**Problem:** Gather up every line from the entries below that uses the word "sqrt".

Items listed in a dataset:
========================================

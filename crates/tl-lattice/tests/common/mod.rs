//! Shared fixtures and closed-form references for the scenario tests.

#![allow(dead_code)]

use statrs::distribution::{Continuous, ContinuousCDF, Normal};
use tl_lattice::{FlatMarket, OptionType};

pub const ALL_LATTICES: [tl_lattice::ConstantLattice; 5] = [
    tl_lattice::ConstantLattice::CoxRossRubinstein,
    tl_lattice::ConstantLattice::JarrowRudd,
    tl_lattice::ConstantLattice::Trigeorgis,
    tl_lattice::ConstantLattice::Tian,
    tl_lattice::ConstantLattice::LeisenReimer,
];

/// spot 100, one year, 20 % vol, 5 % rate, no yield.
pub fn standard_market() -> FlatMarket {
    FlatMarket::new(100.0, 1.0, 0.2, 0.05, 0.0)
}

fn std_normal() -> Normal {
    Normal::new(0.0, 1.0).unwrap()
}

pub fn norm_cdf(x: f64) -> f64 {
    std_normal().cdf(x)
}

pub fn norm_pdf(x: f64) -> f64 {
    std_normal().pdf(x)
}

fn d1_d2(m: &FlatMarket, strike: f64) -> (f64, f64) {
    let std_dev = m.volatility * m.time_to_expiry.sqrt();
    let d1 = ((m.spot / strike).ln()
        + (m.interest_rate - m.dividend_yield + 0.5 * m.volatility * m.volatility)
            * m.time_to_expiry)
        / std_dev;
    (d1, d1 - std_dev)
}

/// Black-Scholes-Merton price.
pub fn black_scholes(option_type: OptionType, m: &FlatMarket, strike: f64) -> f64 {
    let phi = option_type.sign();
    let (d1, d2) = d1_d2(m, strike);
    let df_r = (-m.interest_rate * m.time_to_expiry).exp();
    let df_q = (-m.dividend_yield * m.time_to_expiry).exp();
    phi * (m.spot * df_q * norm_cdf(phi * d1) - strike * df_r * norm_cdf(phi * d2))
}

/// Black-Scholes-Merton `(delta, gamma, theta)`.
pub fn black_scholes_greeks(option_type: OptionType, m: &FlatMarket, strike: f64) -> (f64, f64, f64) {
    let phi = option_type.sign();
    let (d1, d2) = d1_d2(m, strike);
    let t = m.time_to_expiry;
    let df_r = (-m.interest_rate * t).exp();
    let df_q = (-m.dividend_yield * t).exp();
    let delta = phi * df_q * norm_cdf(phi * d1);
    let gamma = df_q * norm_pdf(d1) / (m.spot * m.volatility * t.sqrt());
    let theta = -m.spot * df_q * norm_pdf(d1) * m.volatility / (2.0 * t.sqrt())
        - phi * m.interest_rate * strike * df_r * norm_cdf(phi * d2)
        + phi * m.dividend_yield * m.spot * df_q * norm_cdf(phi * d1);
    (delta, gamma, theta)
}
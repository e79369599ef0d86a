//! Error types for treelattice.
//!
//! Every failure a lattice pricing call can report is one of three kinds:
//! bad caller input, lattice parameters that fall outside the open unit
//! interval, or a combination of features the engine does not implement.
//! The `ensure!`, `degenerate!` and `unsupported!` macros defined here
//! return the matching variant early.

use thiserror::Error;

/// The top-level error type used throughout treelattice.
#[derive(Debug, Error, Clone, PartialEq)]
pub enum Error {
    /// A scalar or vector input is non-finite or out of its domain
    /// (spot ≤ 0, volatility ≤ 0, zero steps, vector length mismatch, ...).
    #[error("invalid input: {0}")]
    InvalidInput(String),

    /// A derived probability landed outside `(0, 1)`.
    ///
    /// The chosen step count / volatility / rate combination is numerically
    /// unstable for the lattice formula in use.
    #[error("degenerate lattice parameters: {0}")]
    DegenerateParameters(String),

    /// The requested combination of features is not implemented.
    #[error("unsupported configuration: {0}")]
    UnsupportedConfiguration(String),
}

impl Error {
    /// Short machine-friendly name of the error kind.
    pub fn kind(&self) -> &'static str {
        match self {
            Error::InvalidInput(_) => "invalid_input",
            Error::DegenerateParameters(_) => "degenerate_parameters",
            Error::UnsupportedConfiguration(_) => "unsupported_configuration",
        }
    }
}

/// Shorthand `Result` type used throughout treelattice.
pub type Result<T, E = Error> = std::result::Result<T, E>;

/// Returns `Err(Error::InvalidInput(...))` if `$cond` is false.
///
/// # Example
/// ```
/// use tl_core::{ensure, errors::Error};
/// fn positive(x: f64) -> tl_core::errors::Result<f64> {
///     ensure!(x > 0.0, "x must be positive, got {x}");
///     Ok(x)
/// }
/// assert!(positive(1.0).is_ok());
/// assert!(matches!(positive(-1.0), Err(Error::InvalidInput(_))));
/// ```
#[macro_export]
macro_rules! ensure {
    ($cond:expr, $($msg:tt)*) => {
        if !$cond {
            return Err($crate::errors::Error::InvalidInput(
                format!($($msg)*)
            ));
        }
    };
}

/// Returns `Err(Error::DegenerateParameters(...))` if `$cond` is false.
///
/// # Example
/// ```
/// use tl_core::{degenerate, errors::Error};
/// fn probability(p: f64) -> tl_core::errors::Result<f64> {
///     degenerate!(p > 0.0 && p < 1.0, "probability {p} outside (0, 1)");
///     Ok(p)
/// }
/// assert!(probability(0.5).is_ok());
/// assert!(matches!(probability(1.0), Err(Error::DegenerateParameters(_))));
/// ```
#[macro_export]
macro_rules! degenerate {
    ($cond:expr, $($msg:tt)*) => {
        if !$cond {
            return Err($crate::errors::Error::DegenerateParameters(
                format!($($msg)*)
            ));
        }
    };
}

/// Returns `Err(Error::UnsupportedConfiguration(...))` if `$cond` is false.
///
/// # Example
/// ```
/// use tl_core::{unsupported, errors::Error};
/// fn no_barrier(has_barrier: bool) -> tl_core::errors::Result<()> {
///     unsupported!(!has_barrier, "barrier not supported here");
///     Ok(())
/// }
/// assert!(no_barrier(false).is_ok());
/// assert!(matches!(no_barrier(true), Err(Error::UnsupportedConfiguration(_))));
/// ```
#[macro_export]
macro_rules! unsupported {
    ($cond:expr, $($msg:tt)*) => {
        if !$cond {
            return Err($crate::errors::Error::UnsupportedConfiguration(
                format!($($msg)*)
            ));
        }
    };
}

/// Checks that `value` is finite and strictly positive.
pub fn ensure_positive(value: f64, name: &str) -> Result<()> {
    ensure!(value.is_finite(), "{name} should be finite, got {value}");
    ensure!(value > 0.0, "{name} should be positive, got {value}");
    Ok(())
}

/// Checks that `value` is finite.
pub fn ensure_finite(value: f64, name: &str) -> Result<()> {
    ensure!(value.is_finite(), "{name} should be finite, got {value}");
    Ok(())
}

#[cfg(test)]
mod tests {
    use super::*;

    #[test]
    fn positive_check_rejects_nan_and_zero() {
        assert!(ensure_positive(1.0, "spot").is_ok());
        assert_eq!(
            ensure_positive(0.0, "spot"),
            Err(Error::InvalidInput("spot should be positive, got 0".into()))
        );
        assert!(ensure_positive(f64::NAN, "spot").is_err());
        assert!(ensure_positive(f64::INFINITY, "spot").is_err());
    }

    #[test]
    fn finite_check_accepts_negative_rates() {
        assert!(ensure_finite(-0.01, "interest rate").is_ok());
        assert!(ensure_finite(f64::NEG_INFINITY, "interest rate").is_err());
    }

    #[test]
    fn kinds_are_distinct() {
        assert_eq!(Error::InvalidInput(String::new()).kind(), "invalid_input");
        assert_eq!(
            Error::DegenerateParameters(String::new()).kind(),
            "degenerate_parameters"
        );
        assert_eq!(
            Error::UnsupportedConfiguration(String::new()).kind(),
            "unsupported_configuration"
        );
    }

    #[test]
    fn display_carries_message() {
        let e = Error::UnsupportedConfiguration("barrier with time-varying lattice".into());
        assert_eq!(
            e.to_string(),
            "unsupported configuration: barrier with time-varying lattice"
        );
    }
}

========================================

**Result for this exercise:**
    let std_dev = m.volatility * m.time_to_expiry.sqrt();
    let gamma = df_q * norm_pdf(d1) / (m.spot * m.volatility * t.sqrt());
    let theta = -m.spot * df_q * norm_pdf(d1) * m.volatility / (2.0 * t.sqrt())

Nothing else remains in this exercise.